I ordered _UNIX in a Nutshell_ from a recommendation on your site, but got a 500 page tome instead of the 92 pages you mentioned. If you recall the O’Rielly book I’m talking about, could you give me the exact name so I needn’t hunt it down again?

Hope your hands are healing.

Regards,

Jim

———-

Thanks. I’m glad you enjoyed it (but isn’t that an awful lot of reading?)

I’ve seen the tmpdir trick; fortunately not a whole lot of programs use it anymore but that is useful. Thanks.

And yes, as you observe it’s a good idea to use a separate dir for program installs. I try to avoid hanging it directly off the root for speed considerations (a clean root dir is a fast root dir)–I usually stick it on the Windows desktop out of laziness. That’s not the best place for it either, but it’s convenient to get to.
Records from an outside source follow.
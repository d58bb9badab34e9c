//! Compile-option flags shared by the shader commands.

use std::fs;

use aero_d3d9_shader::{CompileOptions, TextureType};

use crate::error::{Result, XtaskError};

pub const OPTIONS_HELP: &str = "\
  --sampler <n>=<2d|cube|volume>
      Force the texture shape bound to sampler n.
  --shadow <n>
      Sample through sampler n with depth comparison.
  --half-pixel
      Shift vertex positions to the D3D9 pixel-center convention.";

/// Consumes a compile-option flag at `args[*i]`. Returns `false` if the argument is not one.
pub fn parse_option(args: &[String], i: &mut usize, options: &mut CompileOptions) -> Result<bool> {
    let arg = args[*i].as_str();
    match arg {
        "--half-pixel" => options.half_pixel_center = true,
        "--sampler" => {
            let value = take_value(args, i, arg)?;
            let (index, shape) = value.split_once('=').ok_or_else(|| {
                XtaskError::Message(format!("--sampler expects <n>=<shape>, got `{value}`"))
            })?;
            let index = parse_sampler_index(index)?;
            let shape = match shape {
                "2d" => TextureType::Texture2D,
                "cube" => TextureType::TextureCube,
                "volume" | "3d" => TextureType::Texture3D,
                other => {
                    return Err(XtaskError::Message(format!(
                        "unknown sampler shape `{other}` (expected: 2d|cube|volume)"
                    )))
                }
            };
            options.sampler_map.insert(index, shape);
        }
        "--shadow" => {
            let value = take_value(args, i, arg)?;
            let index = parse_sampler_index(&value)?;
            options.shadow_samplers |= 1 << index;
        }
        _ => return Ok(false),
    }
    Ok(true)
}

fn take_value(args: &[String], i: &mut usize, flag: &str) -> Result<String> {
    *i += 1;
    match args.get(*i) {
        Some(v) if !v.is_empty() => Ok(v.clone()),
        _ => Err(XtaskError::Message(format!("{flag} requires a value"))),
    }
}

fn parse_sampler_index(s: &str) -> Result<u32> {
    match s.parse::<u32>() {
        Ok(n) if n < 16 => Ok(n),
        _ => Err(XtaskError::Message(format!(
            "invalid sampler index `{s}` (expected 0-15)"
        ))),
    }
}

pub fn read_shader(path: &str) -> Result<Vec<u8>> {
    fs::read(path).map_err(|e| XtaskError::Message(format!("read {path:?}: {e}")))
}
use aero_d3d9_shader::{compile, compile_unsized, CompileOptions};

use crate::error::{Result, XtaskError};
use crate::shader_args::{parse_option, read_shader, OPTIONS_HELP};

pub fn print_help() {
    println!(
        "\
Compile a D3D9 shader token stream and print the generated WGSL.

Usage:
  cargo xtask shader-compile [options] <file>

Input:
  A raw D3D9 token stream (little-endian u32 words, starting with the version token).

Output:
  The generated WGSL on stdout. Diagnostics go to stderr, one per line, and make the command
  exit non-zero.

Options:
{OPTIONS_HELP}
  --unsized
      Treat the file length as an upper bound; decoding stops at the end token.
"
    );
}

pub fn cmd(args: Vec<String>) -> Result<()> {
    if args.is_empty() || args.iter().any(|a| a == "-h" || a == "--help") {
        print_help();
        return Ok(());
    }

    let mut options = CompileOptions::default();
    let mut unsized_input = false;
    let mut file = None;
    let mut i = 0;
    while i < args.len() {
        if parse_option(&args, &mut i, &mut options)? {
            i += 1;
            continue;
        }
        match args[i].as_str() {
            "--unsized" => unsized_input = true,
            other if other.starts_with('-') => {
                return Err(XtaskError::Message(format!(
                    "unknown flag for `shader-compile`: `{other}`"
                )))
            }
            other => {
                if file.replace(other.to_string()).is_some() {
                    return Err(XtaskError::Message(
                        "shader-compile takes exactly one file".to_string(),
                    ));
                }
            }
        }
        i += 1;
    }
    let Some(path) = file else {
        return Err(XtaskError::Message(
            "usage: cargo xtask shader-compile [options] <file>".to_string(),
        ));
    };

    let bytes = read_shader(&path)?;
    let result = if unsized_input {
        compile_unsized(&bytes, &options)
    } else {
        compile(&bytes, &options)
    };
    tracing::debug!(
        path = %path,
        diagnostics = result.diagnostics.len(),
        "compiled shader"
    );

    if !result.source.is_empty() {
        print!("{}", result.source);
    }
    for diagnostic in &result.diagnostics {
        eprintln!("{path}: {diagnostic}");
    }
    if result.is_ok() {
        Ok(())
    } else {
        Err(XtaskError::Message(format!(
            "{} diagnostic(s) in {path}",
            result.diagnostics.len()
        )))
    }
}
The 92-page book is Learning the Unix Operating System, by Jerry Peek and others. It’s about $12. The 500-page Unix in a Nutshell is useful, but more as a reference. I’ve read it almost cover-to-cover, but I really don’t like to read the big Nutshell books that way. Information overload, you know?

———-

From: “al wynn”

Subject: MAX screen resolution for Win95/98/2000

Do you know the MAXIMUM screen resolutions for Win95/98/2000 (in pixels) ? Which operating systems can support a dual-monitors setting ?

NEC 15′ MultiSync CRT monitors max out at (1280 x 1024 @ 66Hz); for 17′ CRT’s, it’s usually (1600 x 1200 @76Hz). Do you know any 15′ and 17′ models that can handle denser resolutions ? (like (1792 x 1344 @68Hz) or (1920 x 1440 @73Hz) ?
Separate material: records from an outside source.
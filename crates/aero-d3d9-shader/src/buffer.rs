pub const DEFAULT_BLOCK_SIZE: usize = 256;

/// Append-only text buffer stored as a chain of fixed-capacity blocks.
///
/// Appends never move previously written text. A string longer than the block size gets a block
/// of its own, so blocks always end on a UTF-8 character boundary.
#[derive(Debug, Clone)]
pub struct OutputBuffer {
    block_size: usize,
    blocks: Vec<String>,
    len: usize,
}

impl Default for OutputBuffer {
    fn default() -> Self {
        Self::new(DEFAULT_BLOCK_SIZE)
    }
}

impl OutputBuffer {
    pub fn new(block_size: usize) -> Self {
        Self {
            block_size: block_size.max(1),
            blocks: Vec::new(),
            len: 0,
        }
    }

    pub fn len(&self) -> usize {
        self.len
    }

    pub fn push_str(&mut self, s: &str) {
        if s.is_empty() {
            return;
        }
        let fits = self
            .blocks
            .last()
            .is_some_and(|b| b.capacity() - b.len() >= s.len());
        if !fits {
            self.blocks
                .push(String::with_capacity(self.block_size.max(s.len())));
        }
        if let Some(block) = self.blocks.last_mut() {
            block.push_str(s);
        }
        self.len += s.len();
    }

    /// Joins every block into one string.
    #[cfg(test)]
    pub fn flatten(&self) -> String {
        let mut out = String::with_capacity(self.len);
        self.append_to(&mut out);
        out
    }

    fn append_to(&self, out: &mut String) {
        for block in &self.blocks {
            out.push_str(block);
        }
    }

    /// Concatenates several buffers, allocating the result once.
    pub fn concat<'a>(buffers: impl IntoIterator<Item = &'a OutputBuffer> + Clone) -> String {
        let total = buffers.clone().into_iter().map(OutputBuffer::len).sum();
        let mut out = String::with_capacity(total);
        for buffer in buffers {
            buffer.append_to(&mut out);
        }
        out
    }
}

#[cfg(test)]
mod tests {
    use super::*;

    #[test]
    fn appends_across_blocks() {
        let mut buf = OutputBuffer::new(4);
        buf.push_str("ab");
        buf.push_str("cd");
        buf.push_str("efghij");
        buf.push_str("42");
        assert_eq!(buf.len(), 12);
        assert_eq!(buf.flatten(), "abcdefghij42");
    }

    #[test]
    fn multibyte_text_survives_block_splits() {
        let mut buf = OutputBuffer::new(3);
        buf.push_str("é");
        buf.push_str("ü→");
        assert_eq!(buf.flatten(), "éü→");
    }

    #[test]
    fn concat_skips_empty_buffers() {
        let mut a = OutputBuffer::new(8);
        let b = OutputBuffer::new(8);
        let mut c = OutputBuffer::new(8);
        a.push_str("first\n");
        c.push_str("third\n");
        assert_eq!(OutputBuffer::concat([&a, &b, &c]), "first\nthird\n");
    }
}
Also, which Manufacturer/Model do you prefer for flat-panel LCD’s ? Which 15′ or 17′ LCD models boast the highest resolution ?

———-

I believe Windows’ limit is determined by the video drivers. So, if a video card ships someday that supports some obnoxious resolution like 3072×2560, Windows should support it. That’s been the case in the past, usually (and not just with the Windows platform–it holds true for other systems as well).
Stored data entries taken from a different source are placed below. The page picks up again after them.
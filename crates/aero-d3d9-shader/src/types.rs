use std::fmt;

use bitflags::bitflags;

#[derive(Debug, Clone, Copy, PartialEq, Eq, Hash, PartialOrd, Ord)]
pub enum ShaderStage {
    Vertex,
    Pixel,
}

impl ShaderStage {
    /// Prefix used for every generated identifier belonging to this stage.
    pub fn prefix(self) -> &'static str {
        match self {
            ShaderStage::Vertex => "vs",
            ShaderStage::Pixel => "ps",
        }
    }
}

#[derive(Debug, Clone, Copy, PartialEq, Eq, Hash)]
pub struct ShaderVersion {
    pub stage: ShaderStage,
    pub major: u8,
    pub minor: u8,
}

impl ShaderVersion {
    pub fn new(stage: ShaderStage, major: u8, minor: u8) -> Self {
        Self {
            stage,
            major,
            minor,
        }
    }

    /// `true` when this version is at least `major.minor`. The `2.x` extended profiles encode
    /// their minor version as `1`, so `at_least(2, 1)` selects `vs_2_x`/`ps_2_x` and newer.
    pub fn at_least(&self, major: u8, minor: u8) -> bool {
        (self.major, self.minor) >= (major, minor)
    }

    pub fn is_vertex(&self) -> bool {
        self.stage == ShaderStage::Vertex
    }

    pub fn is_pixel(&self) -> bool {
        self.stage == ShaderStage::Pixel
    }

    /// Pixel shader models 1.0 through 1.4.
    pub fn is_legacy_pixel(&self) -> bool {
        self.is_pixel() && self.major < 2
    }
}

impl fmt::Display for ShaderVersion {
    fn fmt(&self, f: &mut fmt::Formatter<'_>) -> fmt::Result {
        if self.major == 2 && self.minor == 1 {
            write!(f, "{}_2_x", self.stage.prefix())
        } else {
            write!(f, "{}_{}_{}", self.stage.prefix(), self.major, self.minor)
        }
    }
}

/// The closed set of register kinds. Numeric aliases in the encoding (address vs texture,
/// texcoord-output vs generic output) are already resolved by the time a value of this type
/// exists, and the four float-constant banks are folded into [`RegisterKind::Const`].
#[derive(Debug, Clone, Copy, PartialEq, Eq, Hash, PartialOrd, Ord)]
pub enum RegisterKind {
    Temp,
    Input,
    Const,
    Address,
    Texture,
    RastOut,
    AttrOut,
    TexCrdOut,
    Output,
    ConstInt,
    ColorOut,
    DepthOut,
    Sampler,
    ConstBool,
    Loop,
    MiscType,
    Label,
    Predicate,
}

impl RegisterKind {
    /// Register kinds that only have one meaningful lane.
    pub fn is_scalar(self, stage: ShaderStage, index: u32) -> bool {
        match self {
            RegisterKind::RastOut => index == RASTOUT_FOG || index == RASTOUT_POINT_SIZE,
            RegisterKind::DepthOut | RegisterKind::ConstBool | RegisterKind::Loop => true,
            RegisterKind::MiscType => index == MISCTYPE_FACE,
            RegisterKind::Predicate => stage == ShaderStage::Pixel,
            _ => false,
        }
    }

    pub fn is_constant(self) -> bool {
        matches!(
            self,
            RegisterKind::Const | RegisterKind::ConstInt | RegisterKind::ConstBool
        )
    }

    pub fn is_output(self) -> bool {
        matches!(
            self,
            RegisterKind::RastOut
                | RegisterKind::AttrOut
                | RegisterKind::TexCrdOut
                | RegisterKind::Output
                | RegisterKind::ColorOut
                | RegisterKind::DepthOut
        )
    }

    /// Assembly-style register name, e.g. `r`, `oPos`, `vFace`.
    pub fn asm_name(self, index: u32) -> String {
        match self {
            RegisterKind::Temp => format!("r{index}"),
            RegisterKind::Input => format!("v{index}"),
            RegisterKind::Const => format!("c{index}"),
            RegisterKind::Address => format!("a{index}"),
            RegisterKind::Texture => format!("t{index}"),
            RegisterKind::RastOut => match index {
                RASTOUT_POSITION => "oPos".to_owned(),
                RASTOUT_FOG => "oFog".to_owned(),
                _ => "oPts".to_owned(),
            },
            RegisterKind::AttrOut => format!("oD{index}"),
            RegisterKind::TexCrdOut => format!("oT{index}"),
            RegisterKind::Output => format!("o{index}"),
            RegisterKind::ConstInt => format!("i{index}"),
            RegisterKind::ColorOut => format!("oC{index}"),
            RegisterKind::DepthOut => "oDepth".to_owned(),
            RegisterKind::Sampler => format!("s{index}"),
            RegisterKind::ConstBool => format!("b{index}"),
            RegisterKind::Loop => "aL".to_owned(),
            RegisterKind::MiscType => match index {
                MISCTYPE_POSITION => "vPos".to_owned(),
                _ => "vFace".to_owned(),
            },
            RegisterKind::Label => format!("l{index}"),
            RegisterKind::Predicate => format!("p{index}"),
        }
    }
}

pub const RASTOUT_POSITION: u32 = 0;
pub const RASTOUT_FOG: u32 = 1;
pub const RASTOUT_POINT_SIZE: u32 = 2;

pub const MISCTYPE_POSITION: u32 = 0;
pub const MISCTYPE_FACE: u32 = 1;

#[derive(Debug, Clone, Copy, PartialEq, Eq, Hash, PartialOrd, Ord)]
pub struct Register {
    pub kind: RegisterKind,
    pub index: u32,
}

impl Register {
    pub fn new(kind: RegisterKind, index: u32) -> Self {
        Self { kind, index }
    }
}

impl fmt::Display for Register {
    fn fmt(&self, f: &mut fmt::Formatter<'_>) -> fmt::Result {
        f.write_str(&self.kind.asm_name(self.index))
    }
}

bitflags! {
    #[derive(Debug, Clone, Copy, PartialEq, Eq, Hash)]
    pub struct WriteMask: u8 {
        const X = 0b0001;
        const Y = 0b0010;
        const Z = 0b0100;
        const W = 0b1000;
        const XY = Self::X.bits() | Self::Y.bits();
        const XYZ = Self::X.bits() | Self::Y.bits() | Self::Z.bits();
        const XYZW = Self::X.bits() | Self::Y.bits() | Self::Z.bits() | Self::W.bits();
    }
}

impl WriteMask {
    pub fn contains_lane(self, lane: Component) -> bool {
        self.bits() & (1 << lane.index()) != 0
    }

    /// Enabled lanes in `xyzw` order.
    pub fn lanes(self) -> impl Iterator<Item = Component> {
        Component::ALL
            .into_iter()
            .filter(move |c| self.contains_lane(*c))
    }

    /// `.xz`-style suffix; empty for the full mask.
    pub fn suffix(self) -> String {
        if self == WriteMask::XYZW {
            return String::new();
        }
        let mut s = String::from(".");
        for lane in self.lanes() {
            s.push(lane.as_char());
        }
        s
    }
}

#[derive(Debug, Clone, Copy, PartialEq, Eq, Hash, PartialOrd, Ord)]
pub enum Component {
    X,
    Y,
    Z,
    W,
}

impl Component {
    pub const ALL: [Component; 4] = [Component::X, Component::Y, Component::Z, Component::W];

    pub fn from_bits(bits: u32) -> Self {
        match bits & 0x3 {
            0 => Component::X,
            1 => Component::Y,
            2 => Component::Z,
            _ => Component::W,
        }
    }

    pub fn index(self) -> usize {
        match self {
            Component::X => 0,
            Component::Y => 1,
            Component::Z => 2,
            Component::W => 3,
        }
    }

    pub fn as_char(self) -> char {
        match self {
            Component::X => 'x',
            Component::Y => 'y',
            Component::Z => 'z',
            Component::W => 'w',
        }
    }
}

#[derive(Debug, Clone, Copy, PartialEq, Eq, Hash)]
pub struct Swizzle(pub [Component; 4]);

impl Swizzle {
    pub const IDENTITY: Swizzle = Swizzle(Component::ALL);

    pub fn replicate(c: Component) -> Self {
        Swizzle([c; 4])
    }

    pub fn from_bits(bits: u32) -> Self {
        Swizzle([
            Component::from_bits(bits),
            Component::from_bits(bits >> 2),
            Component::from_bits(bits >> 4),
            Component::from_bits(bits >> 6),
        ])
    }

    pub fn is_identity(self) -> bool {
        self == Self::IDENTITY
    }

    /// All four lanes read the same component.
    pub fn is_replicated(self) -> bool {
        self.0.iter().all(|c| *c == self.0[0])
    }

    /// `.xyzw`-style suffix; empty for the identity swizzle.
    pub fn suffix(self) -> String {
        if self.is_identity() {
            return String::new();
        }
        let mut s = String::from(".");
        for c in self.0 {
            s.push(c.as_char());
        }
        s
    }
}

#[derive(Debug, Clone, Copy, PartialEq, Eq, Hash)]
pub enum SrcModifier {
    None,
    Negate,
    Bias,
    BiasNegate,
    Sign,
    SignNegate,
    Complement,
    X2,
    X2Negate,
    DivideByZ,
    DivideByW,
    Abs,
    AbsNegate,
    Not,
}

impl SrcModifier {
    pub fn from_raw(raw: u32) -> Option<Self> {
        Some(match raw {
            0 => SrcModifier::None,
            1 => SrcModifier::Negate,
            2 => SrcModifier::Bias,
            3 => SrcModifier::BiasNegate,
            4 => SrcModifier::Sign,
            5 => SrcModifier::SignNegate,
            6 => SrcModifier::Complement,
            7 => SrcModifier::X2,
            8 => SrcModifier::X2Negate,
            9 => SrcModifier::DivideByZ,
            10 => SrcModifier::DivideByW,
            11 => SrcModifier::Abs,
            12 => SrcModifier::AbsNegate,
            13 => SrcModifier::Not,
            _ => return None,
        })
    }

    pub fn name(self) -> &'static str {
        match self {
            SrcModifier::None => "none",
            SrcModifier::Negate => "neg",
            SrcModifier::Bias => "bias",
            SrcModifier::BiasNegate => "bias_neg",
            SrcModifier::Sign => "bx2",
            SrcModifier::SignNegate => "bx2_neg",
            SrcModifier::Complement => "comp",
            SrcModifier::X2 => "x2",
            SrcModifier::X2Negate => "x2_neg",
            SrcModifier::DivideByZ => "dz",
            SrcModifier::DivideByW => "dw",
            SrcModifier::Abs => "abs",
            SrcModifier::AbsNegate => "abs_neg",
            SrcModifier::Not => "not",
        }
    }
}

#[derive(Debug, Clone, Copy, PartialEq, Eq, Hash)]
pub enum ResultShift {
    None,
    Mul2,
    Mul4,
    Mul8,
    Div2,
    Div4,
    Div8,
}

impl ResultShift {
    /// Decodes the signed 4-bit shift-scale field of a destination token.
    pub fn from_raw(raw: u32) -> Option<Self> {
        Some(match raw & 0xF {
            0 => ResultShift::None,
            1 => ResultShift::Mul2,
            2 => ResultShift::Mul4,
            3 => ResultShift::Mul8,
            13 => ResultShift::Div8,
            14 => ResultShift::Div4,
            15 => ResultShift::Div2,
            _ => return None,
        })
    }

    pub fn factor(self) -> Option<&'static str> {
        match self {
            ResultShift::None => None,
            ResultShift::Mul2 => Some("2.0"),
            ResultShift::Mul4 => Some("4.0"),
            ResultShift::Mul8 => Some("8.0"),
            ResultShift::Div2 => Some("0.5"),
            ResultShift::Div4 => Some("0.25"),
            ResultShift::Div8 => Some("0.125"),
        }
    }
}

#[derive(Debug, Clone, Copy, PartialEq, Eq)]
pub struct RelativeAddress {
    pub reg: Register,
    pub component: Component,
}

#[derive(Debug, Clone, Copy, PartialEq, Eq)]
pub struct DstOperand {
    pub reg: Register,
    pub mask: WriteMask,
    pub saturate: bool,
    pub partial_precision: bool,
    pub centroid: bool,
    pub shift: ResultShift,
    pub relative: Option<RelativeAddress>,
}

#[derive(Debug, Clone, Copy, PartialEq, Eq)]
pub struct SrcOperand {
    pub reg: Register,
    pub swizzle: Swizzle,
    pub modifier: SrcModifier,
    pub relative: Option<RelativeAddress>,
}

impl SrcOperand {
    /// The component read by lane 0, used by scalar consumers.
    pub fn scalar_component(&self) -> Component {
        self.swizzle.0[0]
    }
}

#[derive(Debug, Clone, Copy, PartialEq, Eq, Hash, PartialOrd, Ord)]
pub enum Usage {
    Position,
    BlendWeight,
    BlendIndices,
    Normal,
    PointSize,
    TexCoord,
    Tangent,
    Binormal,
    TessFactor,
    PositionT,
    Color,
    Fog,
    Depth,
    Sample,
}

impl Usage {
    pub fn from_raw(raw: u32) -> Option<Self> {
        Some(match raw {
            0 => Usage::Position,
            1 => Usage::BlendWeight,
            2 => Usage::BlendIndices,
            3 => Usage::Normal,
            4 => Usage::PointSize,
            5 => Usage::TexCoord,
            6 => Usage::Tangent,
            7 => Usage::Binormal,
            8 => Usage::TessFactor,
            9 => Usage::PositionT,
            10 => Usage::Color,
            11 => Usage::Fog,
            12 => Usage::Depth,
            13 => Usage::Sample,
            _ => return None,
        })
    }

    pub fn name(self) -> &'static str {
        match self {
            Usage::Position => "position",
            Usage::BlendWeight => "blendweight",
            Usage::BlendIndices => "blendindices",
            Usage::Normal => "normal",
            Usage::PointSize => "psize",
            Usage::TexCoord => "texcoord",
            Usage::Tangent => "tangent",
            Usage::Binormal => "binormal",
            Usage::TessFactor => "tessfactor",
            Usage::PositionT => "positiont",
            Usage::Color => "color",
            Usage::Fog => "fog",
            Usage::Depth => "depth",
            Usage::Sample => "sample",
        }
    }
}

#[derive(Debug, Clone, Copy, PartialEq, Eq, Hash, PartialOrd, Ord)]
pub enum TextureType {
    Texture1D,
    Texture2D,
    TextureCube,
    Texture3D,
}

impl TextureType {
    pub fn from_raw(raw: u32) -> Option<Self> {
        Some(match raw {
            1 => TextureType::Texture1D,
            2 => TextureType::Texture2D,
            3 => TextureType::TextureCube,
            4 => TextureType::Texture3D,
            _ => return None,
        })
    }

    pub fn name(self) -> &'static str {
        match self {
            TextureType::Texture1D => "1d",
            TextureType::Texture2D => "2d",
            TextureType::TextureCube => "cube",
            TextureType::Texture3D => "volume",
        }
    }
}

/// Declaration carried by a `dcl` instruction.
#[derive(Debug, Clone, Copy, PartialEq, Eq)]
pub enum Declaration {
    Usage { usage: Usage, index: u32 },
    Sampler(TextureType),
    /// Registers whose `dcl` carries no semantic (ps 2.x `t#`/`v#`, ps 3.0 `vPos`/`vFace`).
    Plain,
}

#[derive(Debug, Clone, Copy, PartialEq)]
pub enum LiteralValue {
    Float([f32; 4]),
    Int([i32; 4]),
    Bool(bool),
}

impl LiteralValue {
    pub fn kind(&self) -> RegisterKind {
        match self {
            LiteralValue::Float(_) => RegisterKind::Const,
            LiteralValue::Int(_) => RegisterKind::ConstInt,
            LiteralValue::Bool(_) => RegisterKind::ConstBool,
        }
    }
}

/// Comparison selected by the control field of `ifc`, `breakc` and `setp`.
#[derive(Debug, Clone, Copy, PartialEq, Eq)]
pub enum Comparison {
    Gt,
    Eq,
    Ge,
    Lt,
    Ne,
    Le,
}

impl Comparison {
    pub fn from_raw(raw: u8) -> Option<Self> {
        Some(match raw {
            1 => Comparison::Gt,
            2 => Comparison::Eq,
            3 => Comparison::Ge,
            4 => Comparison::Lt,
            5 => Comparison::Ne,
            6 => Comparison::Le,
            _ => return None,
        })
    }

    pub fn operator(self) -> &'static str {
        match self {
            Comparison::Gt => ">",
            Comparison::Eq => "==",
            Comparison::Ge => ">=",
            Comparison::Lt => "<",
            Comparison::Ne => "!=",
            Comparison::Le => "<=",
        }
    }
}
Windows 98 and 2000 support dual monitors.

I’ve never seen a 15″ monitor that does more than 1280×1024, and never seen a 17″ that does more than 1600×1200. I find anything higher than 1024×768 on a 15″ monitor and higher than 1152×864 on a 17″ strains my eyes after a full day of staring at it.

As for flat-panels, I don’t own one so I can’t speak authoritatively. I’d probably buy an NEC or a Mitsubishi if I were going to get one. The price difference between an off-brand flat-panel and a big name is small enough (relative to price) and the price high enough that I’d want to go with someone I know knows how to make quality stuff–I’m not gonna pay $800-900 for something only to have it break after two years. I’m totally sold on NEC, since I bought a used NEC Multisync II monitor in 1990 that was built in 1988. It finally died this year.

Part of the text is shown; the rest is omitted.